ここ最近、天気予報は本当によく当たるようになりました。
私が中学〜高校生くらいの頃は、降水率100%でも晴れていたことがありましたが、
今ではそんなことはまずありません。
日本の気象予報技術が非常に進歩しているからなのです。
例をあげると、ニューラルネットワークと呼ばれる、関数変換を応用した逐次学習方式
(コンピューターに気象データを入力したら、自動的に計算して、気象データの予想値を
はじきだしてくれるようです)を導入してから短期間予報の精度がグンとあがりました。
とりあえず、今日や明日の天気予報はまず当たりますよね。
私は脳神経外科専門医ですが、外来で患者さんに
「低気圧がやってくると頭痛がする」
「どうも季節の変わり目にはめまいがする。

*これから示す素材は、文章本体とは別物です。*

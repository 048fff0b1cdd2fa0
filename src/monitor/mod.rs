//! Everything the sampling loop needs, built once at startup.

mod loop_worker;
mod sync;

use std::sync::{Arc, Mutex, MutexGuard};
use std::time::Instant;

use anyhow::{anyhow, Context, Result};
use log::{error, info, warn};

use crate::config::MonitorConfig;
use crate::db::Calibration;
use crate::detector::{DetectorConfig, OccupancyState, SleepDetector};
use crate::recording::{Captured, RecordingController};
use crate::sensor::{
    CalibrationMode, CalibrationOptions, ForceSensor, SensorSample, SyntheticOccupant,
    VoltageSource,
};
use crate::storage::{Storage, StorageStats, WriteOutcome};

pub use loop_worker::sampling_loop;
pub use sync::{sync_pending, SyncReport, Uplink, UplinkFuture};

pub type BoxedSource = Box<dyn VoltageSource + Send>;
pub type SharedSensor = Arc<Mutex<ForceSensor<BoxedSource>>>;

/// Result of one pass through read → classify → record.
#[derive(Debug, Clone, PartialEq)]
pub struct TickReport {
    pub sample: SensorSample,
    pub state: OccupancyState,
    pub outcomes: Vec<WriteOutcome>,
    pub recording: bool,
}

pub struct MonitorContext {
    pub config: MonitorConfig,
    pub storage: Storage,
    pub sensor: SharedSensor,
    pub detector: SleepDetector,
    pub recorder: RecordingController,
    pub uplink: Option<Arc<dyn Uplink>>,
}

pub(crate) fn lock_sensor(sensor: &SharedSensor) -> MutexGuard<'_, ForceSensor<BoxedSource>> {
    match sensor.lock() {
        Ok(guard) => guard,
        Err(poisoned) => poisoned.into_inner(),
    }
}

impl MonitorContext {
    /// Opens storage and brings the sensor to a calibrated state.
    ///
    /// Only a storage failure is fatal. Without a stored calibration the
    /// sensor is calibrated with `calibration_mode`, or runs on factory
    /// defaults when that is `None`.
    pub async fn new(
        config: MonitorConfig,
        source: BoxedSource,
        calibration_mode: Option<CalibrationMode>,
        uplink: Option<Arc<dyn Uplink>>,
    ) -> Result<Self> {
        let storage = Storage::open(
            config.storage.db_path.clone(),
            config.database_options(),
            config.storage_config(),
        )?;

        let mut sensor = ForceSensor::new(
            source,
            config.sampling.variance_window,
            config.sampling.buffer_capacity,
        );
        if config.device.synthetic {
            sensor = sensor.with_synthetic(SyntheticOccupant::new(Instant::now()));
        }
        let sensor: SharedSensor = Arc::new(Mutex::new(sensor));

        let calibration = match storage.load_calibration().await {
            Ok(Some(calibration)) => {
                lock_sensor(&sensor).load_calibration(&calibration);
                calibration
            }
            Ok(None) => {
                let options = config.calibration.options();
                Self::first_calibration(&storage, &sensor, calibration_mode, options).await
            }
            Err(err) => {
                error!("Failed to load calibration, using defaults: {err:#}");
                Calibration::uncalibrated()
            }
        };

        let detector = SleepDetector::new(
            DetectorConfig::from_calibration(
                &calibration,
                config.detector.empty_margin,
                config.detector.sleep_delay(),
            ),
            Instant::now(),
        );
        let recorder =
            RecordingController::new(config.recording.pre_roll, config.recording.post_roll);

        if uplink.is_none() {
            info!("No uplink configured, readings stay local");
        }

        Ok(Self {
            config,
            storage,
            sensor,
            detector,
            recorder,
            uplink,
        })
    }

    async fn first_calibration(
        storage: &Storage,
        sensor: &SharedSensor,
        mode: Option<CalibrationMode>,
        options: CalibrationOptions,
    ) -> Calibration {
        let Some(mode) = mode else {
            warn!("No calibration stored, using factory defaults");
            return Calibration::uncalibrated();
        };

        let handle = Arc::clone(sensor);
        let result = tokio::task::spawn_blocking(move || {
            lock_sensor(&handle).calibrate(mode, &options)
        })
        .await;

        match result {
            Ok(Ok(calibration)) => {
                if let Err(err) = storage.save_calibration(&calibration).await {
                    error!("Failed to persist calibration: {err:#}");
                }
                calibration
            }
            Ok(Err(err)) => {
                warn!("Calibration failed, using factory defaults: {err}");
                Calibration::uncalibrated()
            }
            Err(err) => {
                error!("Calibration worker join failed: {err}");
                Calibration::uncalibrated()
            }
        }
    }

    pub fn channel(&self) -> u8 {
        lock_sensor(&self.sensor).channel()
    }

    /// One sampling step. Only a lost sensor worker is an error.
    pub async fn tick(&mut self) -> Result<TickReport> {
        let handle = Arc::clone(&self.sensor);
        let sample = tokio::task::spawn_blocking(move || lock_sensor(&handle).sample())
            .await
            .map_err(|err| anyhow!("sensor worker join failed: {err}"))?;

        let state = self.detector.update(sample.voltage, sample.variance, Instant::now());
        let outcomes = self
            .recorder
            .record(
                Captured { sample, state },
                self.detector.movement_threshold(),
                &self.storage,
            )
            .await;

        Ok(TickReport {
            sample,
            state,
            outcomes,
            recording: self.recorder.is_recording(),
        })
    }

    /// Runs one sync round if an uplink is configured.
    pub async fn sync_once(&self) -> Result<Option<SyncReport>> {
        let Some(uplink) = self.uplink.as_deref() else {
            return Ok(None);
        };
        let report = sync_pending(
            &self.storage,
            uplink,
            self.channel(),
            self.config.sync.batch_limit,
        )
        .await?;
        Ok(Some(report))
    }

    /// Best-effort wind-down: flush, prune, final sync, report.
    pub async fn shutdown(self) -> Result<StorageStats> {
        info!("Shutting down monitor");

        match self.storage.flush_overflow().await {
            Ok(0) => {}
            Ok(flushed) => info!("Flushed {flushed} deferred readings on shutdown"),
            Err(err) => error!(
                "Final overflow flush failed, {} readings lost: {err:#}",
                self.storage.overflow_depth().await
            ),
        }

        if let Err(err) = self.storage.cleanup_old_data().await {
            error!("Final retention pass failed: {err:#}");
        }

        if let Err(err) = self.sync_once().await {
            error!("Final sync failed: {err:#}");
        }

        drop(self.sensor);
        info!("Sensor released");

        let stats = self
            .storage
            .get_stats()
            .await
            .context("failed to read final storage stats")?;
        info!(
            "Final stats: {} readings ({} unsynced), {} bytes, overflow {}",
            stats.total_readings, stats.unsynced_readings, stats.storage_bytes, stats.overflow_depth
        );
        Ok(stats)
    }
}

調子が悪い」
とか、よく言われます。
はたしてこれは単なる偶然なのでしょうか?
気圧や気温の変化が一部の患者さんの体に変調をきたしているのは間違いなく
事実だと思いますが、必ずしも全員に変調をきたすわけではないので、この因果
関係を確実に立証するのはなかなか難しいかもしれません。
しかしながら、気象変化と病気との因果関係について、科学的に証明した論文が
じつはたくさんあります。
そこで、過去約10年間に発表されている医学論文を中心に、気象と医学の関連
について述べている論文を検索して、その概要をみなさんにわかりやすくお伝えし
ようと思います。
テーマとしては、気候と脳卒中、オゾンホールと白内障、天気と頭痛などを考えて
います。すべての人に当てはまるわけではありませんが、みなさんのお知り合いや
周りの人で困っている方がいればちょっとでもお役にたてれば、と思っています。
また、医療関係者の方々には、実際の外来患者さんとの会話中の話題として、
あるいは、病状の説明(IC)にご利用いただけたら幸いです。